Os impostos de Trump

Quando Donald Trump anunciou a candidatura a presidente dos Estados Unidos, em junho de 2015, disse ter uma fortuna de dez mil milhões de dólares, mais do dobro daquilo que lhe atribuía a revista Forbes na célebre lista dos magnatas mundiais. Ora, o dinheiro do agora candidato oficial do Partido Republicano continua a alimentar especulações, porque Trump insiste em recusar divulgar a declaração de rendimentos e os impostos que teve de pagar no ano passado.

O argumento do republicano é que está a ser alvo de uma auditoria, mas os serviços fiscais já disseram que poderia mesmo assim tornar públicos os impostos que pagou.
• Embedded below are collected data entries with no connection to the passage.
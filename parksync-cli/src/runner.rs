//! Shared command setup: config, logging, runtime and application.

use std::future::Future;
use std::sync::Arc;

use parksync::app::{AppConfig, ParkSyncApp};
use parksync::config::ConfigFile;
use parksync::logging::{init_logging, LoggingConfig, WorkerGuard};
use tokio::runtime::Runtime;
use tracing::info;

use crate::error::CliError;

/// Owns everything a command needs before it can do real work.
pub struct CliRunner {
    config: ConfigFile,
    runtime: Runtime,
    // Flushes the log file on drop.
    _log_guard: Option<WorkerGuard>,
}

impl CliRunner {
    /// Load config, initialize logging and build a multi-threaded runtime.
    pub fn new() -> Result<Self, CliError> {
        let config = ConfigFile::load()?;
        let guard = init_logging(&LoggingConfig::from(&config.logging))?;
        let runtime = tokio::runtime::Builder::new_multi_thread()
            .enable_all()
            .build()
            .map_err(|e| CliError::Runtime(e.to_string()))?;

        Ok(Self {
            config,
            runtime,
            _log_guard: guard,
        })
    }

    pub fn config(&self) -> &ConfigFile {
        &self.config
    }

    pub fn log_startup(&self, command: &str) {
        info!(
            version = parksync::VERSION,
            command,
            catalog = %self.config.refresh.catalog.display(),
            cache = %self.config.cache.backend,
            "ParkSync starting"
        );
    }

    /// Start the application from the loaded config.
    pub fn start_app(&self) -> Result<Arc<ParkSyncApp>, CliError> {
        let config = AppConfig::from_config_file(&self.config);
        let app = self.runtime.block_on(ParkSyncApp::start(config))?;
        Ok(Arc::new(app))
    }

    /// Run a future to completion on the runner's runtime.
    pub fn block_on<F: Future>(&self, future: F) -> F::Output {
        self.runtime.block_on(future)
    }
}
Percebendo o impacto da recusa de Trump, a democrata Hillary Clinton divulgou agora a sua declaração de rendimentos: 10,6 milhões em 2015 para o casal, das palestras dela e do ex-presidente Bill Clinton e contando com os três milhões dos direitos de autor dos livros de Hillary. A taxa foi 34%.

Desde Richard Nixon nos anos 1970 que todos os candidatos presidenciais apresentam a declaração. Tornou-se uma regra, ajudando à transparência numa época de suspeita permanente sobre os políticos.
Mas pode haver consequências eleitorais imprevisíveis. Por exemplo, em 2012 ficou-se a saber que o republicano Mitt Romney, apesar de milionário, só tinha pago uma taxa de 18%. Não terá sido por isso que perdeu para Barack Obama mas esteve sob uma chuva de críticas que afetou a campanha.

Trump, que merece ser admirado por ter construído uma fortuna, deveria ajudar à transparência, afinal é ele que critica tanto a opacidade do sistema. Talvez mude ainda de ideias. Mas sobretudo não deveria acreditar que nada do que diz, faz ou deixa de fazer afetará as suas ambições de chegar à Casa Branca.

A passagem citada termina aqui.